SWFs face tougher dealmaking environment as protectionism grows
In recent years sovereign wealth funds (SWFs) have ramped up their exposure to real assets, snapping up iconic skyscrapers in London and Manhattan, luxury hotels and multi-year concessions for Australian ports.
The aim was to tap the “illiquidity premium” on offer for investors able to tie up capital for longer as an alternative to low-yielding government bonds.
But Bernardo Bortolotti, director of the sovereign investment lab at Bocconi University and co-author of a report showing a slowdown in SWF real estate and infrastructure investment in 2017, said the high watermark for private dealmaking had passed.

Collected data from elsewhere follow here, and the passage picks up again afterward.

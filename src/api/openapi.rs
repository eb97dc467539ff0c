//! OpenAPI documentation

use axum::Router;
use utoipa::OpenApi;
use utoipa_swagger_ui::SwaggerUi;

use crate::api::{addons, buildings, health, orders, pitches};

#[derive(OpenApi)]
#[openapi(
    info(
        title = "Washbay API",
        version = "1.0.0",
        description = "Car-wash slot booking REST API",
        license(name = "AGPL-3.0", url = "https://www.gnu.org/licenses/agpl-3.0.html")
    ),
    servers(
        (url = "/api/v1", description = "API v1")
    ),
    paths(
        // Health
        health::health_check,
        health::readiness_check,
        // Buildings
        buildings::list_buildings,
        buildings::get_building,
        buildings::create_building,
        buildings::delete_building,
        buildings::list_slots,
        buildings::list_pitches,
        // Pitches
        pitches::create_pitch,
        pitches::get_pitch,
        // Services
        addons::list_addons,
        addons::create_addon,
        // Orders
        orders::create_order,
        orders::list_orders,
        orders::list_availability,
    ),
    components(
        schemas(
            // Buildings
            crate::models::building::Building,
            crate::models::building::CreateBuilding,
            crate::models::building::BuildingPage,
            crate::models::slot::SlotAvailability,
            // Pitches
            crate::models::pitch::Pitch,
            crate::models::pitch::CreatePitch,
            // Services
            crate::models::addon::AddOn,
            crate::models::addon::CreateAddOn,
            // Orders
            crate::models::order::CreateOrder,
            crate::models::order::CreateOrderResponse,
            crate::models::order::OrderSummary,
            crate::models::order::OrderStatus,
            crate::models::order::OrderPage,
            crate::models::pagination::PageInfo,
            // Health
            health::HealthResponse,
            // Errors
            crate::error::ErrorResponse,
        )
    ),
    tags(
        (name = "health", description = "Health check endpoints"),
        (name = "buildings", description = "Buildings and their slot grid"),
        (name = "pitches", description = "Washing pitches"),
        (name = "services", description = "Add-on services catalog"),
        (name = "orders", description = "Slot booking")
    )
)]
pub struct ApiDoc;

/// Create the OpenAPI documentation router
pub fn create_openapi_router() -> Router {
    Router::new()
        .merge(SwaggerUi::new("/swagger-ui").url("/api-docs/openapi.json", ApiDoc::openapi()))
}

This is partly because some Middle East funds have rebalanced their portfolios towards more liquid assets such as equities to accommodate drawdowns from cash-strapped governments needing to plug budget gaps.
But it’s also because the United States is locked in an increasingly bitter dispute with its key trading partners, potentially reducing trade and global economic growth.
Bortolotti warned that if exports fell, SWF growth rates and activity would also slow: “They still have $6 trillion-plus to deploy but we have a structural break in the accumulation of assets,” he said.
“We are at a turning point ... Unless Asia can create an area of regional free trade to replace the intercontinental flows then the same issues that are emerging now in the Gulf could also emerge in Asia.”
In July, Singapore’s GIC, a big sovereign investor in real assets, said it expected lower long-term returns in an uncertain investment climate. This echoed comments from peer Temasek which is looking to temper the pace of its investments as trade tensions ratchet up. China’s CIC also expressed concerns.
According to the SWF investment activity report produced in association with the International Forum of SWFs (IFSWF), the number of property deals fell to 42 in 2017 from 77 a year earlier while infrastructure investments fell to 28 from 33.
Combined deal value fell to $23.2 billion in 2017 from $25 billion.
SWFs are finding it more difficult to find suitable properties in the commercial and office space - traditionally favored targets - as more investors have entered the market, driving up prices.
“There’s more competition from Chinese insurers and large Asian institutions looking at core real estate in London and New York,” said Victoria Barbary, IFSWF director of strategy and communications.
Growing protectionism is also likely to stymie foreign direct investment in strategic sectors, Bortolotti said.
“Investing in U.S. infrastructure will be very difficult now from a political standpoint - any kind of investment from China will be more carefully scrutinized, and that is spilling over into Europe.”
The U.S. wants to beef up the powers of its Committee on Foreign Investment in the United States (CFIUS) to review transactions for national security risks.
As a result, SWFs are turning to Asia and Latin America, often investing through tie-ups with government entities to mitigate risk. In 2017, they completed 17 direct investments in emerging market infrastructure, worth $3.8 billion, versus 11 deals in developed markets, worth $4.2 billion.
“Working with a local partner, which may be a sovereign fund or strategic fund, makes these investments a lot more attractive,” said Barbary.